In the following days I didn’t press Lucas to say anything further about his father or the Boundary Waters, which was good because adjusting to his transfer proved difficult. Ward two, the high security common men’s ward, was exclusively used for forensic patients, the ones who’d been sent here by the courts rather than those who sought care of their own free will. Most of their crimes were the logical result of impulse and lack of control – theft, creating a disturbance, resisting arrest, assault – with a few more serious offenses sprinkled in. One man had driven a car into a bus full of children with a homemade bomb that didn’t explode. Another had hacked up his neighbors on Christmas Eve. That guy, a schizophrenic recluse who some of the nurses called the Grinch behind his back, responded well to his meds and had been transferred here from the state security hospital after ten years of perfect behavior. Sometimes he asked me to play Scrabble after I finished up with other sessions. He beat me every time.
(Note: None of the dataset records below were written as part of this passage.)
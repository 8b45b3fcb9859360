use crate::error::{ProcessingError, Result};
use crate::models::{DelimiterSet, Number, ReportFile, TokenTree};
use crate::processors::{combine, join, tokenize, CombineError};
use crate::utils::constants::LABEL_MISMATCH_WARNING;
use tracing::{trace, warn};

/// One merged output line.
#[derive(Debug, Clone, PartialEq, Eq)]
pub struct MergedLine {
    pub text: String,
    /// Indexes of the reports whose label did not match the first report's.
    /// Their values were left out of this line.
    pub label_mismatches: Vec<usize>,
}

/// Folds the same line of every report into one, keeping the minimum value
/// at each field position.
pub struct LineMerger {
    input_delimiters: DelimiterSet,
    output_delimiters: DelimiterSet,
}

impl LineMerger {
    pub fn new() -> Self {
        Self {
            input_delimiters: DelimiterSet::input(),
            output_delimiters: DelimiterSet::output(),
        }
    }

    /// Use custom delimiters. Both sets must nest to the same depth so that
    /// the written line mirrors the parsed one.
    pub fn with_delimiters(input: DelimiterSet, output: DelimiterSet) -> Result<Self> {
        if input.depth() != output.depth() {
            return Err(ProcessingError::Config(format!(
                "Input delimiters have {} levels but output delimiters have {}",
                input.depth(),
                output.depth()
            )));
        }

        Ok(Self {
            input_delimiters: input,
            output_delimiters: output,
        })
    }

    /// Merge line `index` (zero-based) of every report.
    ///
    /// The first report seeds the result and owns the label. Later reports
    /// are folded in left to right; one whose label differs is reported and
    /// skipped for this line.
    pub fn merge_line(&self, reports: &[ReportFile], index: usize) -> Result<MergedLine> {
        let (first, rest) = reports.split_first().ok_or(ProcessingError::NoInputs)?;
        let line_number = index + 1;

        let mut total = self.tokenize_line(first, index)?;
        let mut label_mismatches = Vec::new();

        for (offset, report) in rest.iter().enumerate() {
            let tree = self.tokenize_line(report, index)?;

            match self.fold(&total, &tree) {
                Ok(Some(merged)) => total = merged,
                Ok(None) => {
                    warn!(
                        line = line_number,
                        path = %report.path.display(),
                        "{}",
                        LABEL_MISMATCH_WARNING
                    );
                    label_mismatches.push(offset + 1);
                }
                Err(CombineError::ShapeMismatch) => {
                    return Err(ProcessingError::ShapeMismatch {
                        line: line_number,
                        path: report.path.clone(),
                    });
                }
                Err(CombineError::InvalidNumber(value)) => {
                    return Err(ProcessingError::InvalidNumber {
                        line: line_number,
                        value,
                    });
                }
            }
        }

        let text = join(&total, self.output_delimiters.levels());
        trace!(line = line_number, %text, "Merged line");

        Ok(MergedLine {
            text,
            label_mismatches,
        })
    }

    /// Merge every line of `reports`, which must all have the same length.
    pub fn merge_reports(&self, reports: &[ReportFile]) -> Result<Vec<MergedLine>> {
        let line_count = reports.first().map_or(0, ReportFile::line_count);
        (0..line_count)
            .map(|index| self.merge_line(reports, index))
            .collect()
    }

    fn tokenize_line(&self, report: &ReportFile, index: usize) -> Result<TokenTree> {
        let line = report
            .line(index)
            .ok_or_else(|| ProcessingError::MissingLine {
                line: index + 1,
                path: report.path.clone(),
            })?;
        Ok(tokenize(line, self.input_delimiters.levels()))
    }

    /// Combine `next` into `total`. `Ok(None)` means the labels differ.
    fn fold(
        &self,
        total: &TokenTree,
        next: &TokenTree,
    ) -> std::result::Result<Option<TokenTree>, CombineError> {
        match (total, next) {
            // Lines without a value block are labels only
            (TokenTree::Leaf(a), TokenTree::Leaf(b)) => {
                Ok((a == b).then(|| total.clone()))
            }
            (TokenTree::Branch(acc), TokenTree::Branch(new)) if acc.len() == new.len() => {
                let (label, values) = acc.split_first().ok_or(CombineError::ShapeMismatch)?;
                if Some(label) != new.first() {
                    return Ok(None);
                }

                let mut merged = Vec::with_capacity(acc.len());
                merged.push(label.clone());
                for (a, b) in values.iter().zip(&new[1..]) {
                    merged.push(combine(a, b, &Number::minimum)?);
                }
                Ok(Some(TokenTree::Branch(merged)))
            }
            // A later report printed only the label where the first had values
            (TokenTree::Branch(_), TokenTree::Leaf(_)) => Ok(None),
            _ => Err(CombineError::ShapeMismatch),
        }
    }
}

impl Default for LineMerger {
    fn default() -> Self {
        Self::new()
    }
}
Ward two was laid out over one long wing for continuous sight lines. The staff station was encased in glass and always had at least two nurses dispensing medication, herding patients to their scheduled activities, and buzzing them between the common areas and the sleeping areas. The open living room boasted couches bolted to the floor and squishy chairs that didn’t cause major injuries when thrown. Classical music piped in after lunch and dinner and the walls were painted in soft grays and blues, like a cloudy day that might be clearing. I don’t know if the window dressing made much of a difference with this crowd, though. To most forensic patients, Congdon was a prison and they were serving a sentence with no release date.